Sustain and Industrialize your Data Projects with Talend for your Company.
Talend

Sustain and Industrialize your Data Projects with Talend for your Company.

Hi all

As you probably already know, Qlik has announced the end of the Talend Open Studio. The free version of our solution that offers a graphical development environment that allows users to design, deploy and manage data integration processes without having to write code will no longer be available for download from the end of January. The official announcement is here.

Today I'm going to focus on the key features of the Enterprise version.

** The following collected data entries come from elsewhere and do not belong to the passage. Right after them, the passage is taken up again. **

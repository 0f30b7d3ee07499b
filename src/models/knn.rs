use crate::config::{parse_params, Params};
use crate::error::{DoraError, Result};
use crate::models::base_model::{check_shapes, BaseModel, OutlierDetection};
use crate::utils::linalg::squared_distance;
use ndarray::{Array2, ArrayView1, ArrayView2};
use serde::Deserialize;

#[derive(Debug, Deserialize)]
#[serde(deny_unknown_fields)]
struct KnnParams {
    #[serde(default = "default_k")]
    k: usize,
}

fn default_k() -> usize {
    5
}

/// Mean Euclidean distance to the `k` nearest fit samples.
pub struct KnnModel {
    k: usize,
    reference: Array2<f64>,
}

impl KnnModel {
    pub fn new(k: usize) -> Self {
        KnnModel {
            k,
            reference: Array2::zeros((0, 0)),
        }
    }
}

impl BaseModel for KnnModel {
    fn fit(&mut self, xs: ArrayView2<'_, f64>) -> Result<()> {
        if self.k > xs.nrows() {
            return Err(DoraError::algorithm(
                KnnOutlierDetection::NAME,
                format!("k = {} exceeds the {} fit samples", self.k, xs.nrows()),
            ));
        }
        self.reference = xs.to_owned();
        Ok(())
    }

    fn score_partial(&self, x: ArrayView1<'_, f64>) -> f64 {
        let mut distances: Vec<f64> = self
            .reference
            .rows()
            .into_iter()
            .map(|row| squared_distance(row, x).sqrt())
            .collect();
        if distances.is_empty() || self.k == 0 {
            return 0.0;
        }
        let k = self.k.min(distances.len());
        distances.select_nth_unstable_by(k - 1, f64::total_cmp);
        distances[..k].iter().sum::<f64>() / k as f64
    }
}

pub struct KnnOutlierDetection;

impl KnnOutlierDetection {
    pub const NAME: &'static str = "knn";

    fn params(&self, params: &Params) -> Result<KnnParams> {
        let parsed: KnnParams = parse_params(Self::NAME, params)?;
        if parsed.k == 0 {
            return Err(DoraError::config("knn: k must be >= 1"));
        }
        Ok(parsed)
    }
}

impl OutlierDetection for KnnOutlierDetection {
    fn name(&self) -> &'static str {
        Self::NAME
    }

    fn validate_params(&self, params: &Params) -> Result<()> {
        self.params(params).map(|_| ())
    }

    fn score(
        &self,
        fit: ArrayView2<'_, f64>,
        score: ArrayView2<'_, f64>,
        _seed: u64,
        params: &Params,
    ) -> Result<Vec<f64>> {
        let params = self.params(params)?;
        check_shapes(Self::NAME, fit, score)?;
        KnnModel::new(params.k).fit_score(fit, score)
    }
}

Listing components of the Enterprise Studio is does not give the good perspective to study capabilities of the the Enterprise version. One should consider the ease of industrialization and the sustainability of your critical flows.

ETL/ESB/Data Services

The Enterprise Studio is unified, i.e. it is the same studio that allows you to create:

  • Jobs (batch)
  • Routes (ESB)
  • Data Services (API's)
  • Data Quality Oriented Data Profiling
  • Big Data Streams (Spark, Spark Streaming)

Development features

Here are some of the core components that add value to the Enterprise version:

Joblets: A Joblet is a specific component that replaces an entire group of components in a Job. A Joblet can be used to break down recurring processes or complex transformation steps. Thus, it makes it easier to read more complex Jobs. It can be reused in different Jobs or multiple times in the same Job. Above all, this component facilitates maintenance

Example of Joblet

Connectors: Our connectors are regularly patched and updated, integrating the latest APIs and security mechanisms through our technical partnerships. In particular, the Enterprise version contains additional connectors, such as for SAP, for example. Talend recently added an Apache Iceberg connector to? support our customers who would like to use this solution. In addition, REST calls see the arrival of a brand new connector with paging and more.

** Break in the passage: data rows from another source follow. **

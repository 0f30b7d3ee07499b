use std::path::Path;
use std::process::Command;
use tempfile::TempDir;

fn dora_exp() -> Command {
    Command::new(env!("CARGO_BIN_EXE_dora_exp"))
}

fn write_inputs(dir: &Path, out_dir: &Path) -> std::path::PathBuf {
    let mut fit = String::from("1,2\n");
    for i in 0..8 {
        fit.push_str(&format!("{},{}\n", i as f64, (i * 3 % 5) as f64));
    }
    std::fs::write(dir.join("fit.csv"), &fit).unwrap();
    std::fs::write(dir.join("score.csv"), "1,2\n0.5,1\n9,9\n3,2\n").unwrap();

    let yaml = format!(
        "data_loader:\n  name: featurevector\n\
         data_to_fit: {}\n\
         data_to_score: {}\n\
         features:\n  - type: raw\n    field: data\n\
         outlier_detection:\n  rx: {{}}\n\
         out_dir: {}\n\
         top_n: 2\n",
        dir.join("fit.csv").display(),
        dir.join("score.csv").display(),
        out_dir.display()
    );
    let config = dir.join("config.yml");
    std::fs::write(&config, yaml).unwrap();
    config
}

#[test]
fn test_missing_config_exits_with_error() {
    let tmp = TempDir::new().unwrap();
    let output = dora_exp()
        .current_dir(tmp.path())
        .arg("missing.yml")
        .output()
        .unwrap();

    assert_eq!(output.status.code(), Some(1));
    let stderr = String::from_utf8_lossy(&output.stderr);
    assert!(stderr.contains("[ERROR] Configuration file not found"));
    assert!(stderr.contains("missing.yml"));
    assert_eq!(std::fs::read_dir(tmp.path()).unwrap().count(), 0);
}

#[test]
fn test_out_dir_flag_and_log_file() {
    let tmp = TempDir::new().unwrap();
    let configured = tmp.path().join("configured");
    let overridden = tmp.path().join("overridden");
    let log_file = tmp.path().join("logs").join("run.log");
    let config = write_inputs(tmp.path(), &configured);

    let status = dora_exp()
        .arg(&config)
        .arg("--out_dir")
        .arg(&overridden)
        .arg("--log_file")
        .arg(&log_file)
        .arg("--seed")
        .arg("5")
        .status()
        .unwrap();

    assert!(status.success());
    assert!(!configured.exists());
    let selections = std::fs::read_to_string(overridden.join("rx").join("selections.csv")).unwrap();
    let first = selections.lines().nth(1).unwrap();
    // Sample 1 (9,9) sits far from the fit set.
    assert!(first.starts_with("1,1,1,"));
    let log = std::fs::read_to_string(&log_file).unwrap();
    assert!(log.contains("Outlier detection [1/1]: rx"));
}

#[test]
fn test_unknown_algorithm_exits_with_error() {
    let tmp = TempDir::new().unwrap();
    let out_dir = tmp.path().join("out");
    let config = write_inputs(tmp.path(), &out_dir);
    let yaml = std::fs::read_to_string(&config)
        .unwrap()
        .replace("rx: {}", "nonexistent: {}");
    std::fs::write(&config, yaml).unwrap();

    let output = dora_exp().arg(&config).output().unwrap();

    assert!(!output.status.success());
    assert!(String::from_utf8_lossy(&output.stderr).contains("nonexistent"));
    assert!(!out_dir.exists());
}
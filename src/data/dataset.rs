use crate::error::{DoraError, Result};
use ndarray::{Array2, ArrayView2};
use std::collections::BTreeMap;

/// Name of the mandatory sample-identifier field.
pub const ID_FIELD: &str = "id";

/// A loaded fit or score set.
///
/// Every field holds one row per sample (`n_samples x width`, scalar fields
/// have width 1) and shares the sample count of `ids`.
#[derive(Debug, Clone, PartialEq)]
pub struct Dataset {
    ids: Vec<String>,
    fields: BTreeMap<String, Array2<f64>>,
}

impl Dataset {
    pub fn new(ids: Vec<String>) -> Self {
        Self {
            ids,
            fields: BTreeMap::new(),
        }
    }

    /// Add or replace a field. Its row count must equal the number of ids.
    pub fn insert_field(&mut self, name: impl Into<String>, values: Array2<f64>) -> Result<()> {
        let name = name.into();
        if name == ID_FIELD {
            return Err(DoraError::feature(format!(
                "field name '{ID_FIELD}' is reserved for sample identifiers"
            )));
        }
        if values.nrows() != self.ids.len() {
            return Err(DoraError::feature(format!(
                "field '{name}' has {} samples but dataset has {} ids",
                values.nrows(),
                self.ids.len()
            )));
        }
        self.fields.insert(name, values);
        Ok(())
    }

    pub fn with_field(mut self, name: impl Into<String>, values: Array2<f64>) -> Result<Self> {
        self.insert_field(name, values)?;
        Ok(self)
    }

    pub fn ids(&self) -> &[String] {
        &self.ids
    }

    pub fn field(&self, name: &str) -> Option<ArrayView2<'_, f64>> {
        self.fields.get(name).map(|values| values.view())
    }

    pub fn field_names(&self) -> impl Iterator<Item = &str> {
        self.fields.keys().map(String::as_str)
    }

    pub fn len(&self) -> usize {
        self.ids.len()
    }

    pub fn is_empty(&self) -> bool {
        self.ids.is_empty()
    }
}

Talend Data Mapper: Talend Data Mapper allows you to map complex XML,EDI,HL7,JSON data records and documents and then perform transformations. I see this component in a lot of retail customers or in those who have to interpret complex XML from ERPs that need to communicate with each other.

Talend Data Mapper

Dynamic Schemas: ?When the target schema is not known at design time, or when the target schema may vary depending on the specific instance of the database, dynamic schemas can be used to map the source data to these targets "on the fly." This reduces the number of flows that need to be created and managed.

Parallelization: To improve performance, you can partition the input data stream of a subjob into parallel processes on the same server to run concurrently.

Parallelization in a job

Integration of Talend jobs into Talend ESB routes: When doing ESB, it is essential to be able to rotate the emitted data so that it can be consumed by the target system. Talend Enterprise contains components for routes that allow you to integrate jobs into it.

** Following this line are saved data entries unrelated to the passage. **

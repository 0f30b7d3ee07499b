use crate::config::{parse_params, Params};
use crate::error::{DoraError, Result};
use crate::models::base_model::{check_shapes, BaseModel, OutlierDetection};
use ndarray::{Array1, Array2, ArrayView1, ArrayView2, Axis};
use rand::rngs::StdRng;
use rand::seq::SliceRandom;
use rand::{Rng, SeedableRng};
use serde::Deserialize;

/// Floor on bin density, so empty bins give a finite -ln(p).
const MIN_DENSITY: f64 = 1e-12;

#[derive(Debug, Deserialize)]
#[serde(deny_unknown_fields)]
struct LodaParams {
    #[serde(default = "default_num_bins")]
    num_bins: usize,
    #[serde(default = "default_num_random_cuts")]
    num_random_cuts: usize,
}

fn default_num_bins() -> usize {
    10
}

fn default_num_random_cuts() -> usize {
    100
}

/// One projection's histogram over the fit-set projected range.
struct Histogram {
    min: f64,
    max: f64,
    width: f64,
    densities: Vec<f64>,
}

impl Histogram {
    /// Fit-set density of projected value `z`. Only values outside the
    /// fit-set range `[min, max]` get the floor.
    fn density(&self, z: f64) -> f64 {
        if z < self.min || z > self.max {
            return MIN_DENSITY;
        }
        if self.width == 0.0 {
            return self.densities[0];
        }
        let bins = self.densities.len();
        let bin = (((z - self.min) / self.width) as usize).min(bins - 1);
        self.densities[bin]
    }
}

/// Batch LODA: sparse random projections, each summarized by a histogram of
/// the fit set. The score is the mean negative log density.
pub struct Loda {
    num_bins: usize,
    num_random_cuts: usize,
    rng: StdRng,
    projections: Array2<f64>,
    histograms: Vec<Histogram>,
}

impl Loda {
    pub fn new(num_bins: usize, num_random_cuts: usize, seed: u64) -> Self {
        Loda {
            num_bins,
            num_random_cuts,
            rng: StdRng::seed_from_u64(seed),
            projections: Array2::zeros((0, 0)),
            histograms: Vec::new(),
        }
    }

    fn init_projections(&mut self, num_features: usize) {
        let n_nonzero_components = (num_features as f64).sqrt() as usize;
        let n_zero_components = num_features - n_nonzero_components.max(1).min(num_features);

        self.projections = Array2::zeros((self.num_random_cuts, num_features));
        for mut projection in self.projections.axis_iter_mut(Axis(0)) {
            for value in projection.iter_mut() {
                *value = self.rng.gen_range(-1.0..1.0);
            }

            // Zero out some components
            let mut indices: Vec<usize> = (0..num_features).collect();
            indices.shuffle(&mut self.rng);
            for &idx in indices.iter().take(n_zero_components) {
                projection[idx] = 0.0;
            }
        }
    }

    fn project(&self, x: ArrayView1<'_, f64>) -> Array1<f64> {
        self.projections.dot(&x)
    }
}

impl BaseModel for Loda {
    fn fit(&mut self, xs: ArrayView2<'_, f64>) -> Result<()> {
        self.init_projections(xs.ncols());
        // Rows go through the same projection as scored samples, so the
        // stored bounds compare exactly against scored values.
        let mut projected = Array2::zeros((xs.nrows(), self.num_random_cuts));
        for (row, mut target) in xs.axis_iter(Axis(0)).zip(projected.axis_iter_mut(Axis(0))) {
            target.assign(&self.project(row));
        }

        self.histograms = projected
            .axis_iter(Axis(1))
            .map(|column| {
                let min = column.iter().copied().fold(f64::INFINITY, f64::min);
                let max = column.iter().copied().fold(f64::NEG_INFINITY, f64::max);
                let width = (max - min) / self.num_bins as f64;

                let mut counts = vec![0.0; self.num_bins];
                for &z in column.iter() {
                    let bin = if width > 0.0 {
                        (((z - min) / width) as usize).min(self.num_bins - 1)
                    } else {
                        0
                    };
                    counts[bin] += 1.0;
                }
                let total = column.len() as f64;
                let densities = counts
                    .into_iter()
                    .map(|c| (c / total).max(MIN_DENSITY))
                    .collect();
                Histogram {
                    min,
                    max,
                    width,
                    densities,
                }
            })
            .collect();
        Ok(())
    }

    fn score_partial(&self, x: ArrayView1<'_, f64>) -> f64 {
        if self.histograms.is_empty() {
            return 0.0;
        }
        let projected = self.project(x);
        let score: f64 = projected
            .iter()
            .zip(&self.histograms)
            .map(|(&z, histogram)| -histogram.density(z).ln())
            .sum();
        score / self.num_random_cuts as f64
    }
}

pub struct LodaOutlierDetection;

impl LodaOutlierDetection {
    pub const NAME: &'static str = "loda";

    fn params(&self, params: &Params) -> Result<LodaParams> {
        let parsed: LodaParams = parse_params(Self::NAME, params)?;
        if parsed.num_bins == 0 || parsed.num_random_cuts == 0 {
            return Err(DoraError::config(
                "loda: num_bins and num_random_cuts must be >= 1",
            ));
        }
        Ok(parsed)
    }
}

impl OutlierDetection for LodaOutlierDetection {
    fn name(&self) -> &'static str {
        Self::NAME
    }

    fn validate_params(&self, params: &Params) -> Result<()> {
        self.params(params).map(|_| ())
    }

    fn score(
        &self,
        fit: ArrayView2<'_, f64>,
        score: ArrayView2<'_, f64>,
        seed: u64,
        params: &Params,
    ) -> Result<Vec<f64>> {
        let params = self.params(params)?;
        check_shapes(Self::NAME, fit, score)?;
        Loda::new(params.num_bins, params.num_random_cuts, seed).fit_score(fit, score)
    }
}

DQ / Anonymization:? The DQ components of the Studio, including the anonymization and encryption components.

Data Quality

A complete Data Quality module is available in the Enterprise version. These modules allow you to:

  • Govern datasets and manage user access
  • Document, tag, rate datasets to increase user confidence in a "self-service" approach
  • Setting up standardization and quality rules simply
  • Profile datasets
  • Correct data on an industrial or ad hoc basis

All of this is done centrally for IT or decentralised for business lines.

A complete example here in English in the field of retail:

Talend Data Inventory: Data Inventory is designed to make it easier to control the quality of your data in the Talend cloud. With simple, automated tools to manage data and metadata, your users, data scientists, and data stewards can discover and improve the data they need in a shared, collaborative workspace.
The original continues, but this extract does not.